Ist die Welt in Ordnung?

Kurz nach dem Abendessen kommt die Frage scheinbar aus dem Nichts: «Mama, gell, die Welt ist in Ordnung?» Auf mein Nachfragen, was unsere Tochter damit meine, kommt keine Erklärung. Stattdessen wird die Frage wiederholt. Und so gebe ich zur Antwort: «Ja, die Welt ist in Ordnung.» Wohlwissend, dass ich ihr damit nicht die Wahrheit sage. Dass ich ihr damit sogar ziemlich viel vorenthalte. Dass ich sie in ihrer Kinderwelt verweilen lasse. Wohlwissend auch, dass irgendwann schwieri
Fragen kommen müssen. Wieso schmelzen die Gletscher?

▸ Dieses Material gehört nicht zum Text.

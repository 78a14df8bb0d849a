//! Outbound request messages

use serde::Serialize;

/// Requests sent to the private stream
#[derive(Debug, Clone, PartialEq, Eq, Serialize)]
#[serde(tag = "op", rename_all = "lowercase")]
pub enum WsRequest {
    /// `[api_key, expires_at_ms, signature_hex]`
    Auth { args: (String, i64, String) },
    Subscribe { args: Vec<String> },
    /// Keep-alive. The reply is never correlated back to the request.
    Ping { req_id: String },
}

impl WsRequest {
    pub fn auth(api_key: impl Into<String>, expires_at_ms: i64, signature: String) -> Self {
        WsRequest::Auth {
            args: (api_key.into(), expires_at_ms, signature),
        }
    }

    pub fn subscribe(topics: Vec<String>) -> Self {
        WsRequest::Subscribe { args: topics }
    }

    pub fn ping(req_id: impl Into<String>) -> Self {
        WsRequest::Ping {
            req_id: req_id.into(),
        }
    }

    /// Short name for log lines
    pub fn op(&self) -> &'static str {
        match self {
            Self::Auth { .. } => "auth",
            Self::Subscribe { .. } => "subscribe",
            Self::Ping { .. } => "ping",
        }
    }

    pub fn to_json(&self) -> Result<String, serde_json::Error> {
        serde_json::to_string(self)
    }
}

#[cfg(test)]
mod tests {
    use super::*;
    use serde_json::{Value, json};

    #[test]
    fn test_auth_serialization() {
        let req = WsRequest::auth("key", 1_700_000_000_000, "abcd".to_string());
        let value: Value = serde_json::from_str(&req.to_json().unwrap()).unwrap();
        assert_eq!(
            value,
            json!({ "op": "auth", "args": ["key", 1_700_000_000_000i64, "abcd"] })
        );
    }

    #[test]
    fn test_subscribe_serialization() {
        let req = WsRequest::subscribe(vec![
            "execution.fast.linear".to_string(),
            "order".to_string(),
        ]);
        let value: Value = serde_json::from_str(&req.to_json().unwrap()).unwrap();
        assert_eq!(
            value,
            json!({ "op": "subscribe", "args": ["execution.fast.linear", "order"] })
        );
    }

    #[test]
    fn test_ping_serialization() {
        let req = WsRequest::ping("ping-1700000000-1");
        let value: Value = serde_json::from_str(&req.to_json().unwrap()).unwrap();
        assert_eq!(value, json!({ "op": "ping", "req_id": "ping-1700000000-1" }));
        assert_eq!(req.op(), "ping");
    }
}
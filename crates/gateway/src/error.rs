//! Error types for the gateway crate

use thiserror::Error;
use tokio_tungstenite::tungstenite;

/// Failures that end one connection attempt.
///
/// All of these are recoverable: the supervisor logs them and reconnects.
#[derive(Error, Debug)]
pub enum SessionError {
    #[error("Connection failed: {0}")]
    Connect(#[source] tungstenite::Error),

    #[error("Transport error: {0}")]
    Transport(#[from] tungstenite::Error),

    #[error("Serialization error: {0}")]
    Serialization(#[from] serde_json::Error),

    #[error("Connection closed while waiting for auth response")]
    ClosedDuringAuth,

    #[error("Stream ended")]
    StreamEnded,
}

pub type SessionResult<T> = std::result::Result<T, SessionError>;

Warum bringt ein Polizist einen Menschen um? Ist es wahr, dass Eltern manchmal sterben, wenn die Kinder noch klein sind? 

Am Anfang war die Welt in Ordnung. Davon erzählt die
biblische Schöpfungsgeschichte: Das Chaos wird gebändigt, Licht und Finsternis werden geschieden, Land und Wasser getrennt, Pflanzen, Tiere und Menschen werden geschaffen. «Und Gott sah, dass es gut war.» Die Geschichte versichert unsere Kinder über die Güte des Anfangs. Sie spricht ihnen zu, dass alles gut begonnen hat. Mittlerweile kennen wir die Evolutionstheorie und wissen, dass bereits die frühe Entwicklung Opfer forderte. Das Überleben der Stärksten liess die Schwachen auf der Strecke bleiben. Lassen wir deshalb die biblische Schilderung und die naturwissenschaftliche Erklärung nebeneinanderstehen. Sie erzählen uns nämlich unterschiedliche Geschichten, die beide ihre Berechtigung haben. Wie es genau war, wissen beide nicht. Auch ob es in ferner Zukunft wieder ganz gut werden kann, muss offenbleiben. Die Religionen meinen «Ja». Der moderne Mensch ist durch und durch Realist. Für mehr als ein «Vielleicht» reicht es oftmals nicht. Glücklich darf sich schätzen, wessen Leben zwar nicht ständig, aber doch immer wieder in Ordnung ist.